Abstracts

Rationale: Severe head trauma has been shown to cause a disruption in neuronal transmembrane ion gradients and can lead to epileptic seizure activity. We have recently provided evidence supporting the idea that post-traumatic accumulation of intracellular Cl- results in a shift in the action of GABA (which mediates Cl- flux through its receptors) from hyperpolarizing to depolarizing. This leads to reduced inhibition, enhanced propagation of neuronal firing, and may contribute to early post-traumatic seizures. Charge balance dictates that traumatic increases in intracellular Cl- must be accompanied by either a loss of another intracellular anion (unlikely because the only other mobile anion, HCO3-, is strongly buffered) or a gain of an accompanying cation.

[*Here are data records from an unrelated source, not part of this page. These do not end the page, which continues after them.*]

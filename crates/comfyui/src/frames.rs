//! Binary frame demultiplexing.
//!
//! Every binary frame on the event channel begins with a 4-byte big-endian
//! event kind:
//!
//! - kind `1`: legacy preview. Next 4 bytes are the image type
//!   (1 = JPEG, 2 = PNG), remainder is the image bytes.
//! - kind `2`: raw preview. Remainder is image bytes.
//! - kind `3`: text frame. Next 4 bytes are a big-endian channel id,
//!   remainder is UTF-8 text.
//! - kind `4`: preview with metadata. Next 4 bytes are a big-endian
//!   metadata length N, the following N bytes are UTF-8 JSON metadata,
//!   the remainder is image bytes whose MIME comes from the metadata's
//!   `image_type` field.
//!
//! Frames shorter than the prefix required for their kind are dropped with
//! a log. Unknown kinds are ignored.

/// Binary frame event kinds.
const KIND_PREVIEW_LEGACY: u32 = 1;
const KIND_PREVIEW_RAW: u32 = 2;
const KIND_TEXT: u32 = 3;
const KIND_PREVIEW_META: u32 = 4;

/// MIME used when a preview frame does not state one.
const DEFAULT_PREVIEW_MIME: &str = "image/jpeg";

/// A decoded binary frame.
#[derive(Debug, Clone, PartialEq)]
pub enum BinaryFrame {
    /// Legacy or raw preview image.
    Preview { mime: String, image: Vec<u8> },
    /// Terminal / log text on a numbered channel.
    Text { channel: u32, text: String },
    /// Preview image with structured metadata.
    PreviewMeta {
        metadata: serde_json::Value,
        mime: String,
        image: Vec<u8>,
    },
}

/// Decode a binary frame.
///
/// Returns `None` for unknown kinds and for frames too short for their
/// kind; both are logged and dropped, never an error.
pub fn parse_binary_frame(data: &[u8]) -> Option<BinaryFrame> {
    if data.len() < 4 {
        tracing::debug!(len = data.len(), "Dropping truncated binary frame");
        return None;
    }

    let kind = u32::from_be_bytes([data[0], data[1], data[2], data[3]]);
    let rest = &data[4..];

    match kind {
        KIND_PREVIEW_LEGACY => parse_legacy_preview(rest),
        KIND_PREVIEW_RAW => Some(BinaryFrame::Preview {
            mime: DEFAULT_PREVIEW_MIME.to_string(),
            image: rest.to_vec(),
        }),
        KIND_TEXT => parse_text_frame(rest),
        KIND_PREVIEW_META => parse_preview_meta(rest),
        other => {
            tracing::debug!(kind = other, "Ignoring binary frame of unknown kind");
            None
        }
    }
}

fn parse_legacy_preview(rest: &[u8]) -> Option<BinaryFrame> {
    if rest.len() < 4 {
        tracing::debug!("Dropping truncated legacy preview frame");
        return None;
    }
    let image_type = u32::from_be_bytes([rest[0], rest[1], rest[2], rest[3]]);
    let mime = match image_type {
        1 => "image/jpeg",
        2 => "image/png",
        _ => DEFAULT_PREVIEW_MIME,
    };
    Some(BinaryFrame::Preview {
        mime: mime.to_string(),
        image: rest[4..].to_vec(),
    })
}

fn parse_text_frame(rest: &[u8]) -> Option<BinaryFrame> {
    if rest.len() < 4 {
        tracing::debug!("Dropping truncated text frame");
        return None;
    }
    let channel = u32::from_be_bytes([rest[0], rest[1], rest[2], rest[3]]);
    let text = String::from_utf8_lossy(&rest[4..]).into_owned();
    Some(BinaryFrame::Text { channel, text })
}

fn parse_preview_meta(rest: &[u8]) -> Option<BinaryFrame> {
    if rest.len() < 4 {
        tracing::debug!("Dropping truncated preview-meta frame");
        return None;
    }
    let meta_len = u32::from_be_bytes([rest[0], rest[1], rest[2], rest[3]]) as usize;
    let body = &rest[4..];
    if meta_len > body.len() {
        tracing::debug!(
            meta_len,
            body_len = body.len(),
            "Dropping preview-meta frame with oversized metadata length",
        );
        return None;
    }

    let metadata: serde_json::Value = match serde_json::from_slice(&body[..meta_len]) {
        Ok(value) => value,
        Err(e) => {
            tracing::debug!(error = %e, "Dropping preview-meta frame with invalid metadata JSON");
            return None;
        }
    };

    let mime = metadata
        .get("image_type")
        .and_then(|v| v.as_str())
        .unwrap_or(DEFAULT_PREVIEW_MIME)
        .to_string();

    Some(BinaryFrame::PreviewMeta {
        metadata,
        mime,
        image: body[meta_len..].to_vec(),
    })
}
//! Session construction options.
//!
//! Everything a [`crate::session::Session`] can be tuned with is explicit
//! here; nothing is read from process-wide state at runtime.

use std::collections::HashMap;
use std::time::Duration;

use crate::reconnect::ReconnectConfig;

/// Documented default for the idle-channel timeout.
pub const DEFAULT_WS_TIMEOUT: Duration = Duration::from_secs(30);

/// Default maximum upload size announced to the server (100 MB).
pub const DEFAULT_MAX_UPLOAD_SIZE: u64 = 100 * 1024 * 1024;

/// Credentials attached to every HTTP request and the channel handshake.
#[derive(Debug, Clone)]
pub enum Credentials {
    /// HTTP basic auth.
    Basic { username: String, password: String },
    /// Bearer token auth.
    Bearer(String),
    /// Arbitrary custom header set.
    Headers(HashMap<String, String>),
}

/// Capabilities the client announces to the server when the event channel
/// opens.
#[derive(Debug, Clone)]
pub struct FeatureFlags {
    /// Whether the client understands preview frames with metadata
    /// (binary kind 4).
    pub supports_preview_metadata: bool,
    /// Largest upload the client will attempt, in bytes.
    pub max_upload_size: u64,
}

impl Default for FeatureFlags {
    fn default() -> Self {
        Self {
            supports_preview_metadata: true,
            max_upload_size: DEFAULT_MAX_UPLOAD_SIZE,
        }
    }
}

/// Tunable parameters for a single session.
#[derive(Debug, Clone)]
pub struct SessionConfig {
    /// Extra headers added to every HTTP request.
    pub headers: HashMap<String, String>,
    /// Idle threshold for the event channel. If nothing has been seen for
    /// this long the watchdog forces a reconnect. The watchdog itself
    /// fires every `ws_timeout / 2`.
    pub ws_timeout: Duration,
    /// Emit terminal-log events from binary text frames.
    pub listen_terminal: bool,
    /// Optional credentials for protected servers.
    pub credentials: Option<Credentials>,
    /// Reconnect backoff controller settings.
    pub reconnect: ReconnectConfig,
    /// Announce [`FeatureFlags`] on channel open.
    pub announce_feature_flags: bool,
    /// Feature flags to announce.
    pub feature_flags: FeatureFlags,
    /// Log raw wire traffic at trace level.
    pub debug: bool,
}

impl Default for SessionConfig {
    fn default() -> Self {
        Self {
            headers: HashMap::new(),
            ws_timeout: DEFAULT_WS_TIMEOUT,
            listen_terminal: false,
            credentials: None,
            reconnect: ReconnectConfig::default(),
            announce_feature_flags: true,
            feature_flags: FeatureFlags::default(),
            debug: false,
        }
    }
}
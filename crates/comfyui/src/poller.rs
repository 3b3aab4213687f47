//! HTTP polling fallback for sessions whose event channel never opened.
//!
//! Polls the lightweight status probe and synthesizes `status` events so
//! the manager still sees queue depth, while periodically retrying the
//! event channel. Returns the re-established channel when one comes up.

use std::future::Future;
use std::time::Duration;

use tokio::sync::broadcast;
use tokio_util::sync::CancellationToken;

use crate::api::ComfyApi;
use crate::events::SessionEvent;

/// Interval between status polls.
pub(crate) const POLL_INTERVAL: Duration = Duration::from_secs(2);

/// Retry the event channel every this many polls (30 s at the default
/// poll interval).
pub(crate) const CHANNEL_RETRY_POLLS: u32 = 15;

/// Poll until the event channel can be re-established or `cancel` fires.
pub(crate) async fn polling_fallback<F, Fut, T, E>(
    api: &ComfyApi,
    event_tx: &broadcast::Sender<SessionEvent>,
    mut connect: F,
    cancel: &CancellationToken,
) -> Option<T>
where
    F: FnMut() -> Fut,
    Fut: Future<Output = Result<T, E>>,
    E: std::fmt::Display,
{
    tracing::warn!(
        url = api.base_url(),
        "Event channel unavailable, falling back to status polling",
    );

    let mut ticker = tokio::time::interval(POLL_INTERVAL);
    let mut polls = 0u32;

    loop {
        tokio::select! {
            _ = cancel.cancelled() => return None,
            _ = ticker.tick() => {}
        }

        match api.prompt_status().await {
            Ok(status) => {
                let _ = event_tx.send(SessionEvent::Status {
                    queue_remaining: status.exec_info.queue_remaining,
                });
            }
            Err(e) => {
                tracing::debug!(error = %e, "Status poll failed");
            }
        }

        polls += 1;
        if polls % CHANNEL_RETRY_POLLS == 0 {
            match connect().await {
                Ok(stream) => {
                    tracing::info!(url = api.base_url(), "Event channel re-established, stopping polling fallback");
                    return Some(stream);
                }
                Err(e) => {
                    tracing::debug!(error = %e, "Event channel still unavailable");
                }
            }
        }
    }
}
//! Events emitted by the pool.
//!
//! A single broadcast stream carries job lifecycle events and client state
//! changes. Within one job, events are observed in the order the runner
//! produces them; completion, failure, and cancellation are terminal.

use std::time::Duration;

use fanout_core::types::{JobId, PromptId, SessionId};

use crate::job::JobResult;

/// A pool-level event.
#[derive(Debug, Clone)]
pub enum PoolEvent {
    /// The pool is constructed and its dispatcher is running.
    Ready,
    /// A non-job-specific failure (queue adapter errors and the like).
    PoolError { message: String },

    /// A job entered the queue (also re-emitted after a retry re-enqueue).
    JobQueued { job_id: JobId },
    /// A job was assigned to a session.
    JobAccepted { job_id: JobId, session_id: SessionId },
    /// First event carrying the server-assigned prompt id.
    JobStarted {
        job_id: JobId,
        session_id: SessionId,
        prompt_id: PromptId,
    },
    /// Intra-node progress.
    JobProgress {
        job_id: JobId,
        node: Option<String>,
        value: i32,
        max: i32,
    },
    /// Legacy preview frame for the running job.
    JobPreview {
        job_id: JobId,
        mime: String,
        image: Vec<u8>,
    },
    /// Preview frame with structured metadata.
    JobPreviewMeta {
        job_id: JobId,
        metadata: serde_json::Value,
        mime: String,
        image: Vec<u8>,
    },
    /// A node finished and produced output.
    JobOutput {
        job_id: JobId,
        node: String,
        output: serde_json::Value,
    },
    /// Terminal: the job finished successfully.
    JobCompleted { job_id: JobId, result: JobResult },
    /// The attempt failed; terminal when `will_retry` is false.
    JobFailed {
        job_id: JobId,
        error: String,
        will_retry: bool,
    },
    /// A retry was scheduled after the given delay.
    JobRetrying {
        job_id: JobId,
        delay: Duration,
        attempt: u32,
    },
    /// Terminal: the job was cancelled.
    JobCancelled { job_id: JobId },

    /// A managed session changed state.
    ClientState {
        session_id: SessionId,
        online: bool,
        busy: bool,
    },
    /// The strategy blocked a session for a workflow fingerprint.
    ClientBlockedWorkflow {
        session_id: SessionId,
        fingerprint: String,
    },
    /// A success cleared an active block.
    ClientUnblockedWorkflow {
        session_id: SessionId,
        fingerprint: String,
    },
}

Gain of a cation could underlie cytotoxic edema, the abnormal neuronal swelling that is known to accompany epilepsy. Our objective was therefore to test for changes in intracellular cation concentration, beginning with Na+. Methods: The experiments were performed on acute hippocampal slices (~300 µm in thickness), which were prepared from juvenile wild-type C57BL/6J mice whose ages ranged from P13 to P26. We recently demonstrated that acute hippocampal slices are an excellent model of traumatic axonal injury. The slices were incubated with the Na+-sensitive dye SBFI for 4 to 5 hours prior to imaging. Following calibration of the dye, two-photon imaging was used to excite SBFI at both Na+-sensitive and -insensitive wavelengths, allowing for the ratiometric determination of the intracellular Na+ concentration. Results: SBFI fluorescence of neurons in the CA1 and CA3 regions of the hippocampus indicated a significantly higher Na+ concentration than has been reported in undamaged neurons. Specifically, neuronal intracellular Na+ was highest near the cut surface of the slice, and lowest in the deepest neurons. Conclusions: These data indicate that trauma results in significant increases in intracellular Na+. Our initial correlations of intracellular Na+ and Cl- support the hypothesis that Na+ is the principal cation accompanying the traumatic increases in intraneuronal Cl-. If so, then increases in intracellular NaCl after brain injury could engender cerebral edema, depolarizing shifts in the reversal potential for GABA, and early epileptic seizures.